Activation functions: sigmoid, softmax, tanh, ReLU

Sigmoid

Sigmoid or logistic function models the probability that sample x belongs to the positive class in a binary classification task.

Given $z = w_0x_0 + w_1x_1 + \cdots + w_mx_m = \sum_{i=0}^m w_ix_i = w^Tx $

$\phi_\text{logistic} (z) = \frac{1}{1 + e^{-z}}$

import numpy as np

X = np.array([1, 1.4, 2.5]) ## first value must be 1
w = np.array([0.4, 0.3, 0.5])

def net_input(X, w):
    return np.dot(X, w)

def logistic(z):
    return 1.0 / (1.0 + np.exp(-z))

def logistic_activation(X, w):
    z = net_input(X, w)
    return logistic(z)

print('P(y=1|x) = %.3f' % logistic_activation(X, w)) 
P(y=1|x) = 0.888

88.8% probability that this particular sample x belongs to the positive class.

Multiclass sigmoid does not work

Multiple logistic activation untis does not produce meaningful, interpretable probability values:

# W : array with shape = (n_output_units, n_hidden_units+1)
# note that the first column are the bias units

W = np.array([[1.1, 1.2, 0.8, 0.4],
              [0.2, 0.4, 1.0, 0.2],
              [0.6, 1.5, 1.2, 0.7]])

# A : data array with shape = (n_hidden_units + 1, n_samples)
# note that the first column of this array must be 1

A = np.array([[1, 0.1, 0.4, 0.6]])
Z = np.dot(W, A[0])
y_probas = logistic(Z)
print('Net Input: \n', Z)

print('Output Units:\n', y_probas) 
Net Input: 
 [1.78 0.76 1.65]
Output Units:
 [0.85569687 0.68135373 0.83889105]

the outputs do not add up to 1.

Softmax to the rescue

Probability of a particular sample with net input $z$ belonging to the ith class is:

$P(y=i|z) = \phi(\vec{z})i = \frac{e^{z_i}}{\sum{j=1}^{K}e^{z_j}}$

softmax offers a normalized output to obtain meaningful class-membership predictions in multiclass settings.

def softmax(z):
    return np.exp(z) / np.sum(np.exp(z))

y_probas = softmax(Z)
print('Probabilities:\n', y_probas)

np.sum(y_probas)
Probabilities:
 [0.44668973 0.16107406 0.39223621]





1.0

Broadening the output spectrum using a hyperbolic tangent

Hyperbolic tangent (tanh) is a rescaled version of the logistic function:

$\phi_\text{tanh} (z) = 2 \times \phi_\text{logistic} (2z) - 1 = \frac{e^{z} - e^{-z}}{e^{z} + e^{-z}}$

with the advantage of broader output spectrum in the interval (-1, 1), which can improve the convergence of the backpropagation algorithm.

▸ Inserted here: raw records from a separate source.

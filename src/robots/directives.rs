use crate::robots::pattern::{PathRule, RuleVerdict};
use chrono::{DateTime, Duration as ChronoDuration, Utc};
use std::cmp::Reverse;
use std::time::Duration;

/// Rules declared for one group of `User-agent` lines
#[derive(Debug, Clone, Default, PartialEq)]
pub struct UserAgentDirectives {
    /// Lowercase agent tokens, `*` for the wildcard group
    pub agents: Vec<String>,
    rules: Vec<PathRule>,
    pub crawl_delay: Option<Duration>,
    pub preferred_host: Option<String>,
    pub sitemaps: Vec<String>,
}

impl UserAgentDirectives {
    pub fn new(agents: Vec<String>) -> Self {
        let mut agents: Vec<String> = agents.into_iter().map(|a| a.to_lowercase()).collect();
        agents.sort();
        agents.dedup();

        Self {
            agents,
            ..Self::default()
        }
    }

    pub fn add_rule(&mut self, rule: PathRule) {
        self.rules.push(rule);
        self.rules.sort_by(PathRule::precedence);
    }

    /// Rules in precedence order
    pub fn rules(&self) -> &[PathRule] {
        &self.rules
    }

    /// Absorbs another group declared for the same agents
    pub fn merge(&mut self, other: UserAgentDirectives) {
        for rule in other.rules {
            self.add_rule(rule);
        }
        if self.crawl_delay.is_none() {
            self.crawl_delay = other.crawl_delay;
        }
        if self.preferred_host.is_none() {
            self.preferred_host = other.preferred_host;
        }
        for sitemap in other.sitemaps {
            if !self.sitemaps.contains(&sitemap) {
                self.sitemaps.push(sitemap);
            }
        }
    }

    pub fn is_wildcard(&self) -> bool {
        self.agents.iter().any(|agent| agent == "*")
    }

    /// How specifically this group names `agent`
    ///
    /// Returns the length of the longest token contained in `agent`
    /// (ignoring any `/version` suffix on the token), 1 for the wildcard,
    /// and 0 when the group does not apply.
    pub fn match_score(&self, agent: &str) -> usize {
        let agent = agent.to_lowercase();
        self.agents
            .iter()
            .map(|token| {
                if token == "*" {
                    return 1;
                }
                let product = token.split('/').next().unwrap_or(token).trim();
                if !product.is_empty() && agent.contains(product) {
                    product.len()
                } else {
                    0
                }
            })
            .max()
            .unwrap_or(0)
    }

    /// Verdict of the highest-precedence rule matching `path`
    pub fn check(&self, path: &str) -> Option<RuleVerdict> {
        self.rules
            .iter()
            .find(|rule| rule.matches(path))
            .map(|rule| rule.verdict)
    }
}

/// Parsed robots.txt of one host, ordered for one crawler agent
#[derive(Debug, Clone)]
pub struct HostDirectives {
    blocks: Vec<UserAgentDirectives>,
    agent: String,
    ignore_ua_discrimination: bool,
    fetched_at: DateTime<Utc>,
}

impl HostDirectives {
    /// Orders `blocks` by how specifically they name `agent`
    ///
    /// Most specific token first; ties go to the group with fewer tokens,
    /// then to the lexically smaller token list.
    pub fn new(
        mut blocks: Vec<UserAgentDirectives>,
        agent: &str,
        ignore_ua_discrimination: bool,
    ) -> Self {
        let agent = agent.to_lowercase();
        blocks.sort_by_cached_key(|block| {
            (
                Reverse(block.match_score(&agent)),
                block.agents.len(),
                block.agents.join(","),
            )
        });

        Self {
            blocks,
            agent,
            ignore_ua_discrimination,
            fetched_at: Utc::now(),
        }
    }

    /// Directives that allow everything
    ///
    /// Used when robots.txt is missing, unreadable or unreachable.
    pub fn allow_all(agent: &str, ignore_ua_discrimination: bool) -> Self {
        Self::new(Vec::new(), agent, ignore_ua_discrimination)
    }

    pub fn is_empty(&self) -> bool {
        self.blocks.is_empty()
    }

    pub fn blocks(&self) -> &[UserAgentDirectives] {
        &self.blocks
    }

    pub fn fetched_at(&self) -> DateTime<Utc> {
        self.fetched_at
    }

    /// Checks if the directives are older than `ttl`
    pub fn is_expired(&self, ttl: ChronoDuration) -> bool {
        Utc::now() - self.fetched_at > ttl
    }

    /// Returns true unless the path is explicitly disallowed
    pub fn allows(&self, path: &str) -> bool {
        self.check_access(path) != Some(RuleVerdict::Disallow)
    }

    /// Resolves the verdict for `path`
    ///
    /// Normally only the most specific group naming our agent is
    /// consulted. With UA discrimination ignored, every group is
    /// scanned in order; a Disallow from a wildcard group is provisional
    /// and an explicit Allow from a later group overrides it.
    pub fn check_access(&self, path: &str) -> Option<RuleVerdict> {
        let mut provisional = None;

        for block in &self.blocks {
            let score = block.match_score(&self.agent);

            if !self.ignore_ua_discrimination {
                if score == 0 {
                    break;
                }
                return block.check(path);
            }

            match block.check(path) {
                Some(RuleVerdict::Disallow) if block.is_wildcard() => {
                    provisional = Some(RuleVerdict::Disallow);
                }
                Some(verdict) => return Some(verdict),
                None => {}
            }
        }

        provisional
    }

    /// The group that governs our agent, if any
    fn governing_block(&self) -> Option<&UserAgentDirectives> {
        self.blocks
            .first()
            .filter(|block| block.match_score(&self.agent) > 0)
    }

    /// `Crawl-delay` of the group governing our agent
    pub fn crawl_delay(&self) -> Option<Duration> {
        self.governing_block().and_then(|block| block.crawl_delay)
    }

    /// `Host` directive of the group governing our agent
    pub fn preferred_host(&self) -> Option<&str> {
        self.governing_block()
            .and_then(|block| block.preferred_host.as_deref())
    }

    /// Every sitemap URL declared in the file
    pub fn sitemaps(&self) -> Vec<String> {
        let mut sitemaps: Vec<String> = Vec::new();
        for block in &self.blocks {
            for sitemap in &block.sitemaps {
                if !sitemaps.contains(sitemap) {
                    sitemaps.push(sitemap.clone());
                }
            }
        }
        sitemaps
    }
}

import matplotlib.pyplot as plt
%matplotlib inline

def tanh(z):
    e_p = np.exp(z)
    e_m = np.exp(-z)
    return (e_p - e_m) / (e_p + e_m)

z = np.arange(-5, 5, 0.005)
log_act = logistic(z)
tanh_act = tanh(z)
plt.ylim([-1.5, 1.5])
plt.xlabel('Net input $z$')
plt.ylabel('Activation $\phi(z)$')
plt.axhline(1, color='black', linestyle=':')
plt.axhline(0.5, color='black', linestyle=':')
plt.axhline(0, color='black', linestyle=':')
plt.axhline(-0.5, color='black', linestyle=':')
plt.axhline(-1, color='black', linestyle=':')
plt.plot(z, tanh_act,
    linewidth=3, linestyle='--',
    label='Tanh')
plt.plot(z, log_act,
    linewidth=3,
    label='Logistic')
plt.legend(loc='lower right')
plt.tight_layout()
plt.show()

png

Rectified linear unit activation (ReLU)

ReLU comes to the rescue to address the vanishing gradient problem of tanh and logistic activations. The derivative of activations with respect to the net input diminishes as z becomes large. This results in a very slow learning of the weights during the training phase since the gradient terms may be very close to zero.

$\phi_\text{ReLU} = max \left(0, z \right)$

ReLU is still a non-linear function that is good for learning complex functions. It has the added benefit that its derivative is always 1 for positive input values => solves the problem of vanishing gradidents.